YOUR INSTRUCTIONS → Copy each line below holding "bool".

---- RECORDS SHOWN

//! Integration test: model turns → ledger versions → archive.
//!
//! Verifies that:
//! 1. A fenced post becomes a single-file version.
//! 2. Successive turns accumulate files and later text wins.
//! 3. Selection and in-place edits survive a snapshot round trip.
//! 4. The selected version exports as a zip mirroring the tree.

use std::io::{Cursor, Read};

use quill_core::{
    export_tree_to_path, ArtifactNode, QuillError, VersionLedger,
};

const TURN_ONE: &str = "Sure! Here is your post:\n\n```twitter twitter-content.md\nHello world\n```\n";

const TURN_TWO: &str = "Updated version plus a long read.\n\n\
```twitter twitter-content.md\nHello again\n```\n\n\
```medium medium-content.md\n# Title\n\nBody\n```\n";

const PROJECT_TURN: &str = "Layout first:\n\n```txt\nsite/\n├── src/\n│   └── App.tsx\n└── README.md\n```\n\n\
```tsx\n// site/src/App.tsx\nexport default function App() { return <h1>Hi</h1>; }\n```\n\n\
```md site/README.md\nRun it.\n```\n";

#[test]
fn single_fenced_post_becomes_version() {
    let mut ledger = VersionLedger::new();
    let version = ledger.advance(TURN_ONE).expect("turn with a fence yields a version");
    assert_eq!(
        version.tree,
        vec![ArtifactNode::file("twitter", "twitter-content.md", "Hello world")]
    );
    assert_eq!(version.label, "Version 1");
    assert!(version.id.starts_with("v1-"));
}

#[test]
fn turns_accumulate_and_later_text_wins() {
    let mut ledger = VersionLedger::new();
    ledger.advance(TURN_ONE);
    assert!(ledger.advance("No files, just a thought.").is_none());
    let second = ledger.advance(TURN_TWO).unwrap().clone();

    assert_eq!(ledger.len(), 2);
    assert_eq!(second.label, "Version 3");
    let names: Vec<_> = second.tree.iter().map(ArtifactNode::name).collect();
    assert_eq!(names, vec!["twitter-content.md", "medium-content.md"]);
    assert_eq!(second.tree[0].text(), Some("Hello again"));

    // The earlier snapshot is untouched.
    assert_eq!(ledger.versions()[0].tree[0].text(), Some("Hello world"));
}

#[test]
fn labeled_sections_merge_with_fences() {
    let mut ledger = VersionLedger::new();
    let text = "```linkedin linkedin-content.md\nfenced draft\n```\n\n**Platform:** LinkedIn\nLabeled final\n";
    let v = ledger.advance(text).unwrap();
    assert_eq!(v.tree.len(), 1);
    assert_eq!(
        v.tree[0].text(),
        Some("**Platform:** LinkedIn\n\nLabeled final")
    );
}

#[test]
fn project_turn_builds_nested_tree_and_outline() {
    let mut ledger = VersionLedger::new();
    let v = ledger.advance(PROJECT_TURN).unwrap();
    assert_eq!(v.tree.len(), 1);
    let site = &v.tree[0];
    assert!(site.is_folder());
    let child_names: Vec<_> = site.children().iter().map(ArtifactNode::name).collect();
    assert_eq!(child_names, vec!["src", "README.md"]);
    assert_eq!(ledger.outline()[0].name, "site");
    assert!(ledger.find_file("site/src/App.tsx").is_some());
}

#[test]
fn snapshot_round_trip_keeps_selection_and_edits() {
    let dir = tempfile::tempdir().unwrap();
    let path = dir.path().join("data/ledger.json");

    let mut ledger = VersionLedger::new();
    let first = ledger.advance(TURN_ONE).unwrap().id.clone();
    ledger.advance(TURN_TWO);
    assert!(ledger.select(&first));
    ledger.edit_file("twitter-content.md", "Edited by hand").unwrap();
    ledger.save_to_path(&path).unwrap();

    let loaded = VersionLedger::load_from_path(&path).unwrap();
    assert_eq!(loaded.selected_id(), Some(first.as_str()));
    assert_eq!(loaded.len(), 2);
    assert_eq!(
        loaded.find_file("twitter-content.md").and_then(ArtifactNode::text),
        Some("Edited by hand")
    );
    assert_eq!(loaded.turns(), 2);
}

#[test]
fn loading_missing_snapshot_is_an_io_error() {
    let dir = tempfile::tempdir().unwrap();
    let err = VersionLedger::load_from_path(&dir.path().join("absent.json")).unwrap_err();
    assert!(matches!(err, QuillError::Io(_)));
}

#[test]
fn selected_version_exports_as_zip() {
    let dir = tempfile::tempdir().unwrap();
    let out = dir.path().join("out/content-structure.zip");

    let mut ledger = VersionLedger::new();
    ledger.advance(PROJECT_TURN);
    let tree = &ledger.current().unwrap().tree;
    export_tree_to_path(tree, &out).unwrap();

    let bytes = std::fs::read(&out).unwrap();
    let mut archive = zip::ZipArchive::new(Cursor::new(bytes)).unwrap();
    let mut entry = archive.by_name("site/src/App.tsx").unwrap();
    let mut source = String::new();
    entry.read_to_string(&mut source).unwrap();
    assert!(source.starts_with("export default function App()"));
}
//! TSX → JavaScript transpiler.
//!
//! A single forward scanner that copies JavaScript through unchanged, rewrites
//! JSX into classic `pragma(type, props, ...children)` calls and erases the
//! TypeScript annotation forms previews actually use. It does not build an
//! AST; ambiguous positions are resolved the way a reader would resolve them
//! (`(` groups are re-scanned as parameter lists once `=>` or a method body is
//! seen behind them). Anything it does not understand is passed through for the
//! engine's parser to reject.

use crate::error::TranspileError;

type TResult<T> = Result<T, TranspileError>;

#[derive(Debug, Clone, PartialEq, Eq)]
pub struct TranspileOptions {
    pub pragma: String,
    pub pragma_frag: String,
}

impl Default for TranspileOptions {
    fn default() -> Self {
        Self {
            pragma: "React.createElement".to_string(),
            pragma_frag: "React.Fragment".to_string(),
        }
    }
}

pub fn transpile(source: &str, options: &TranspileOptions) -> TResult<String> {
    let mut scanner = Scanner {
        src: source,
        b: source.as_bytes(),
        pos: 0,
        opts: options,
        jsx_depth: 0,
    };
    scanner.transform(Ctx::Code, None, Tok::Start)
}

// -----------------------------------------------------------------------------
// Tokens and scanning state
// -----------------------------------------------------------------------------

const RESERVED: &[&str] = &[
    "break", "case", "catch", "class", "const", "continue", "debugger", "default", "delete", "do",
    "else", "enum", "export", "extends", "finally", "for", "function", "if", "import", "in",
    "instanceof", "let", "new", "return", "switch", "throw", "try", "typeof", "var", "void",
    "while", "with", "yield", "await", "of",
];

/// Keywords after which an operand (regex literal, JSX) may start.
const OPERAND_KEYWORDS: &[&str] = &[
    "return", "typeof", "instanceof", "in", "of", "new", "delete", "void", "throw", "case", "do",
    "else", "yield", "await",
];

/// Deeper JSX nesting is rejected before it reaches the engine's recursive parser.
pub const MAX_JSX_DEPTH: usize = 32;

const TS_MODIFIERS: &[&str] = &["public", "private", "protected", "readonly", "override", "declare"];

#[derive(Debug, Clone, Copy, PartialEq, Eq)]
enum Ctx {
    Code,
    /// Directly inside a parameter list.
    Params,
    /// Directly inside a class body.
    ClassBody,
}

#[derive(Debug, Clone, PartialEq, Eq)]
enum Tok {
    Start,
    Word(String),
    Punct(u8),
    Spread,
    Literal,
    /// Identifier after `.`; never a keyword.
    Property,
    Close(u8),
}

impl Tok {
    fn allows_operand(&self) -> bool {
        match self {
            Tok::Start | Tok::Punct(_) | Tok::Spread => true,
            Tok::Word(w) => OPERAND_KEYWORDS.contains(&w.as_str()),
            Tok::Literal | Tok::Property | Tok::Close(_) => false,
        }
    }

    fn ends_value(&self) -> bool {
        match self {
            Tok::Word(w) => !RESERVED.contains(&w.as_str()),
            Tok::Literal | Tok::Property | Tok::Close(_) => true,
            _ => false,
        }
    }

    fn is_word(&self, word: &str) -> bool {
        matches!(self, Tok::Word(w) if w == word)
    }

    fn is_plain_word(&self) -> bool {
        matches!(self, Tok::Word(w) if !RESERVED.contains(&w.as_str()))
    }
}

struct Cursor {
    prev: Tok,
    prev2: Tok,
    newline: bool,
}

impl Cursor {
    fn push(&mut self, tok: Tok) {
        self.prev2 = std::mem::replace(&mut self.prev, tok);
        self.newline = false;
    }

    fn at_statement_start(&self) -> bool {
        matches!(
            self.prev,
            Tok::Start | Tok::Punct(b';') | Tok::Punct(b'{') | Tok::Close(b'}')
        ) || (self.newline && self.prev.ends_value())
    }
}

#[derive(Debug, Clone, Copy, PartialEq, Eq)]
enum Decl {
    None,
    /// Right after `const`/`let`/`var` or a declarator comma.
    Binding,
    Init,
}

/// Initializer tracking for parameter lists and class bodies, where a bare `:`
/// is either a type annotation or the second half of a ternary.
#[derive(Debug, Default, Clone, Copy)]
struct Annot {
    in_init: bool,
    ternary: u32,
}

fn is_ident_start(c: u8) -> bool {
    c.is_ascii_alphabetic() || c == b'_' || c == b'$' || c >= 0x80
}

fn is_ident_char(c: u8) -> bool {
    is_ident_start(c) || c.is_ascii_digit()
}

fn js_string(s: &str) -> String {
    serde_json::Value::String(s.to_string()).to_string()
}

struct Scanner<'a> {
    src: &'a str,
    b: &'a [u8],
    pos: usize,
    opts: &'a TranspileOptions,
    jsx_depth: usize,
}
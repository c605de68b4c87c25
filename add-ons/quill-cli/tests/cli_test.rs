//! Integration test: the `quill` binary end to end.
//!
//! Verifies that:
//! 1. Ingesting a directory of turns records versions in path order.
//! 2. `select` moves the selection and `versions` marks it.
//! 3. `export` writes the selected tree as a zip archive.
//! 4. `preview` renders the generated project's entry module.

use std::fs;
use std::path::Path;
use std::process::{Command, Output};

fn quill(workdir: &Path, args: &[&str]) -> Output {
    Command::new(env!("CARGO_BIN_EXE_quill"))
        .current_dir(workdir)
        .env("QUILL_CONFIG", workdir.join("quill.toml"))
        .env("RUST_LOG", "warn")
        .args(args)
        .output()
        .expect("run quill")
}

fn stdout(output: &Output) -> String {
    assert!(
        output.status.success(),
        "quill failed: {}",
        String::from_utf8_lossy(&output.stderr)
    );
    String::from_utf8_lossy(&output.stdout).into_owned()
}

fn write_turns(dir: &Path) {
    let turns = dir.join("turns");
    fs::create_dir_all(&turns).unwrap();
    fs::write(
        turns.join("01.md"),
        "Here you go:\n\n```tsx\n// app/App.tsx\nexport default function App() {\n  return <p className=\"hi\">Hello</p>;\n}\n```\n",
    )
    .unwrap();
    fs::write(turns.join("02.md"), "Anything else?").unwrap();
    fs::write(
        turns.join("03.md"),
        "```md app/README.md\nRun it.\n```\n",
    )
    .unwrap();
}

#[test]
fn ingest_select_export_preview() {
    let dir = tempfile::tempdir().unwrap();
    write_turns(dir.path());

    let out = stdout(&quill(dir.path(), &["ingest", "turns", "--snapshot", "ledger.json"]));
    let lines: Vec<&str> = out.lines().collect();
    assert_eq!(lines.len(), 3);
    assert!(lines[0].contains("Version 1"));
    assert!(lines[1].contains("(no artifacts)"));
    assert!(lines[2].contains("Version 3") && lines[2].contains("2 file(s)"));

    let first_id = lines[0].split('\t').next().unwrap().to_string();
    stdout(&quill(dir.path(), &["select", &first_id, "--snapshot", "ledger.json"]));
    let listing = stdout(&quill(dir.path(), &["versions", "--snapshot", "ledger.json"]));
    assert!(listing.lines().next().unwrap().starts_with(&format!("* {first_id}")));

    stdout(&quill(
        dir.path(),
        &["export", "--snapshot", "ledger.json", "--out", "out/site.zip"],
    ));
    let bytes = fs::read(dir.path().join("out/site.zip")).unwrap();
    let mut archive = zip::ZipArchive::new(std::io::Cursor::new(bytes)).unwrap();
    assert!(archive.by_name("app/App.tsx").is_ok());
    assert!(archive.by_name("app/README.md").is_err());

    let html = stdout(&quill(
        dir.path(),
        &["preview", "--snapshot", "ledger.json", "--entry", "app/App.tsx"],
    ));
    assert_eq!(html.trim(), "<p class=\"hi\">Hello</p>");
}

#[test]
fn select_unknown_version_fails() {
    let dir = tempfile::tempdir().unwrap();
    let output = quill(dir.path(), &["select", "v9-0", "--snapshot", "ledger.json"]);
    assert!(!output.status.success());
}

#[test]
fn init_config_writes_defaults() {
    let dir = tempfile::tempdir().unwrap();
    stdout(&quill(dir.path(), &["init-config", "conf/quill.toml"]));
    let written = fs::read_to_string(dir.path().join("conf/quill.toml")).unwrap();
    assert!(written.contains("label_prefix = \"Version\""));
    assert!(written.contains("snapshot_path"));
}
//! quill-runtime: in-process execution of generated multi-file projects.
//!
//! Virtual modules are linked (imports and exports rewritten), transpiled from
//! TSX to plain script and parsed into lazily executed factories inside an
//! embedded engine. A module that fails to compile only fails when required.

mod engine;
mod error;
mod link;
mod preview;
mod render;
mod runtime;
mod transpile;

// Runtime
pub use engine::ScriptEngine;
pub use runtime::{
    ModuleRuntime, ModuleSlot, ModuleValue, RenderOutput, RuntimeOptions, BUILTIN_MODULES,
};

// Source transforms
pub use link::{link_module, resolve_specifier, LinkedModule};
pub use transpile::{transpile, TranspileOptions, MAX_JSX_DEPTH};

// Rendering
pub use preview::{render_preview, PreviewOutcome, PREVIEW_STACK_SIZE};
pub use render::{to_html, RenderNode};

// Errors
pub use error::{RuntimeError, RuntimeResult, TranspileError};
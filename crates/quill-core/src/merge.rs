//! Tree Merger: fold a new partial tree into an accumulated one.

use std::collections::HashMap;

use crate::tree::ArtifactNode;

/// Merge `incoming` over `base` without mutating either.
///
/// Names absent from `base` are appended in incoming order. Two folders with
/// the same name merge their children recursively; any other collision is
/// resolved by the incoming node replacing the existing one in place.
pub fn merge_trees(base: &[ArtifactNode], incoming: &[ArtifactNode]) -> Vec<ArtifactNode> {
    if base.is_empty() {
        return incoming.to_vec();
    }
    if incoming.is_empty() {
        return base.to_vec();
    }

    let mut merged = base.to_vec();
    let mut index: HashMap<String, usize> = merged
        .iter()
        .enumerate()
        .map(|(i, node)| (node.name().to_string(), i))
        .collect();

    for node in incoming {
        match index.get(node.name()).copied() {
            None => {
                index.insert(node.name().to_string(), merged.len());
                merged.push(node.clone());
            }
            Some(i) => {
                let replacement = match (&merged[i], node) {
                    (
                        ArtifactNode::Folder { name, children: old },
                        ArtifactNode::Folder { children: new, .. },
                    ) => ArtifactNode::Folder {
                        name: name.clone(),
                        children: merge_trees(old, new),
                    },
                    _ => node.clone(),
                };
                merged[i] = replacement;
            }
        }
    }
    merged
}

#[cfg(test)]
mod tests {
    use super::*;

    fn f(name: &str, text: &str) -> ArtifactNode {
        ArtifactNode::file("md", name, text)
    }

    #[test]
    fn empty_sides_are_identity() {
        let t = vec![f("a.md", "1"), ArtifactNode::folder("d", vec![f("b.md", "2")])];
        assert_eq!(merge_trees(&t, &[]), t);
        assert_eq!(merge_trees(&[], &t), t);
    }

    #[test]
    fn later_merges_win_and_untouched_names_survive() {
        let t = vec![f("keep.md", "t"), f("x.md", "t")];
        let a = vec![f("x.md", "a"), f("only-a.md", "a")];
        let b = vec![f("x.md", "b")];
        let out = merge_trees(&merge_trees(&t, &a), &b);
        assert_eq!(out, vec![f("keep.md", "t"), f("x.md", "b"), f("only-a.md", "a")]);
    }

    #[test]
    fn folders_union_their_children() {
        let base = vec![ArtifactNode::folder("src", vec![f("a.ts", "a")])];
        let incoming = vec![ArtifactNode::folder("src", vec![f("b.ts", "b"), f("a.ts", "a2")])];
        let out = merge_trees(&base, &incoming);
        assert_eq!(
            out,
            vec![ArtifactNode::folder("src", vec![f("a.ts", "a2"), f("b.ts", "b")])]
        );
    }

    #[test]
    fn kind_mismatch_replaces_wholesale() {
        let base = vec![ArtifactNode::folder("docs", vec![f("a.md", "a")])];
        let incoming = vec![f("docs", "flat")];
        assert_eq!(merge_trees(&base, &incoming), incoming);
    }

    #[test]
    fn inputs_are_not_mutated() {
        let base = vec![f("x.md", "old")];
        let incoming = vec![f("x.md", "new")];
        let _ = merge_trees(&base, &incoming);
        assert_eq!(base[0].text(), Some("old"));
    }
}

--------

YOUR SOLUTION →
    fn allows_operand(&self) -> bool {
    fn ends_value(&self) -> bool {
    fn is_word(&self, word: &str) -> bool {
    fn is_plain_word(&self) -> bool {
    newline: bool,
    fn at_statement_start(&self) -> bool {
    in_init: bool,
fn is_ident_start(c: u8) -> bool {
fn is_ident_char(c: u8) -> bool {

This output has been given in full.